«It must be heaven» d’Elia Souleiman au festival du Caire 2019 : La Palestine encore, toujours et jamais


La salle de l’Opéra a été prise d’assaut par les invités du festival et le public cairote lors de la projection tant attendue du film «It must be heaven» du Palestinien Elia Souleiman, projeté hors compétition à la 41e édition du festival du Caire. Le film avait obtenu juste une mention au Festival international du film de Cannes 2019. Pourtant, il méritait mieux selon les témoignages de ceux qui ont suivi les films de la compétition.


Depuis « Chronique d’une disparition » (1996), Elia Souleiman a révolutionné le cinéma palestinien en créant un style singulier qui se situe entre comédie burlesque et film politique où il est, la plupart du temps, acteur de ses propres films.
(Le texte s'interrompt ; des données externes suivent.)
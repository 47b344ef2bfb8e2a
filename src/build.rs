//! Build orchestration
//!
//! For one application: resolve the node that performs the build, assemble
//! the build context from the application directory, drive the injected
//! build capability, and return the versioned image reference. The caller
//! records the reference in the lock state only after everything here
//! succeeded.

use std::path::Path;

use crate::engine::{BuildContext, BuildEngine, EngineError, TokenSource};
use crate::environment::{Environment, APPLICATIONS_DIR};
use crate::error::{FlotillaError, FlotillaResult};
use crate::models::{Application, Node};
use crate::selector;

/// File that marks an application as buildable
pub const BUILD_FILE: &str = "Dockerfile";

/// Build an application's image, returning the image reference
///
/// An application without a `Dockerfile` is not built: its preconfigured
/// `image` is the effective reference, with zero capability calls. That is
/// a valid common path, not a fallback.
pub fn build(
    app: &Application,
    env: &dyn Environment,
    engine: &dyn BuildEngine,
    tokens: &dyn TokenSource,
) -> FlotillaResult<String> {
    let app_dir = env.base_dir().join(APPLICATIONS_DIR).join(&app.name);

    if !app_dir.join(BUILD_FILE).exists() {
        return app
            .image
            .clone()
            .ok_or_else(|| FlotillaError::MissingImage {
                app: app.name.clone(),
            });
    }

    let node = resolve_build_node(app, env)?;
    let context = assemble_context(&app_dir).map_err(|e| build_failed(app, e))?;

    let token = tokens.next_token()?;
    let image = format!("{}/{}:{}", env.registry().host, app.name, token);

    engine
        .build_image(node, &context, &app.build_args(), &image)
        .map_err(|e| build_failed(app, e))?;

    if app.push_enabled() {
        engine
            .push_image(node, &image, env.registry())
            .map_err(|e| build_failed(app, e))?;
    }

    Ok(image)
}

fn build_failed(app: &Application, error: impl std::fmt::Display) -> FlotillaError {
    FlotillaError::BuildFailed {
        app: app.name.clone(),
        message: error.to_string(),
    }
}

/// Resolve the node that performs an application's build
///
/// `buildsOn` takes precedence; a label selector matching several nodes
/// picks the lexicographically-first node name so builds stay
/// reproducible. Without `buildsOn` the first node of the deployment
/// target set builds.
pub fn resolve_build_node<'a>(
    app: &Application,
    env: &'a dyn Environment,
) -> FlotillaResult<&'a Node> {
    if let Some(selector_str) = app.build.as_ref().and_then(|b| b.builds_on.as_deref()) {
        let mut matched = selector::resolve(selector_str, env.nodes())?;
        if matched.is_empty() {
            return Err(FlotillaError::UnmatchedSelector {
                selector: selector_str.to_string(),
            });
        }
        matched.sort_by(|a, b| a.name.cmp(&b.name));
        return Ok(matched[0]);
    }

    let targets = selector::resolve_all(&app.deploys_to, env.nodes())?;
    targets
        .first()
        .copied()
        .ok_or_else(|| FlotillaError::UnmatchedSelector {
            selector: app.deploys_to.join(", "),
        })
}

/// Collect every file under the application directory into a build context
///
/// Nothing is excluded; the walk is sorted so the context is assembled
/// deterministically.
fn assemble_context(app_dir: &Path) -> Result<BuildContext, EngineError> {
    let mut files = Vec::new();
    let walk = ignore::WalkBuilder::new(app_dir)
        .standard_filters(false)
        .sort_by_file_path(|a, b| a.cmp(b))
        .build();

    for entry in walk {
        let entry = entry.map_err(|e| EngineError::CommandFailed {
            command: "context assembly".to_string(),
            status: "walk error".to_string(),
            detail: e.to_string(),
        })?;
        if entry.file_type().is_some_and(|t| t.is_file()) {
            files.push(entry.into_path());
        }
    }

    Ok(BuildContext {
        root: app_dir.to_path_buf(),
        files,
    })
}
Le visage impassible à la Buster Keaton, il se surpasse dans « It must be heaven » dans lequel il exprime avec grand brio le sentiment d’exil intérieur et la spoliation avec un humour désopilant. La Palestine, encore la Palestine et toujours la Palestine, est beaucoup plus qu’un thème, mais une préoccupation de tous les instants. Citoyen du monde, Elia Souleiman porte la cause palestinienne comme une affaire personnelle face à l’immobilisme politique et l’indifférence internationale. La meilleure manière d’aborder la question est l’humour, ce poison des faibles qui avait autrefois fait la gloire de Chaplin contre la société dominatrice et oppressante. C’est donc grâce à l’humour ravageur et destructeur que son œuvre domine l’ennemi. Doublement minoritaire (arabe en Israël et chrétien en Palestine), le réalisateur vit dans la contradiction et c’est le cinéma qui lui donne la force d’imposer sa présence muette. Fuyant la propagande futile dont s’est caractérisé un certain cinéma palestinien, il consolide son propos par l’humour, et ce, depuis ses débuts et notamment dans « Intervention divine » (2002). Avec, « Le temps qu’il reste » (2009), il fait un retour distancié sur sa famille en lien avec la cause palestinienne pour rendre compte de la force qu’il reste d’un peuple détruit de l’intérieur.
Dans « It must be heaven », Elia Souleiman, cheveux blanchis, visage de clown triste, erre dans Nazareth, Paris et New York trainant son spleen comme une longue litanie douloureuse et nostalgique nous renvoyant à notre conscience déchirée. Muet, fin observateur, tantôt étonné, tantôt ahuri, il traverse le monde en quête d’un producteur à Paris, puis à New York. Mais la Palestine qu’il porte dans sa tête est toujours présente. Il finit par retourner à Nazareth pour s’occuper de ses citronniers .
Le film brosse un portrait satirique de la France et des Etats-Unis et nous donne à voir la présence militaire, les armes et les policiers dans ces sociétés qui se targuent d’être pacifistes. Le réalisateur réussit à filmer un Paris désert où défilent des tanks, des hordes de la garde républicaine, etc.
Un souffle de poésie mélancolique traverse ce film d’une actualité brûlante.
Une projection à Tunis de ce film serait la bienvenue. Il paraît que Hakka distribution a acquis les droits de projection. Cela vaut vraiment le coup.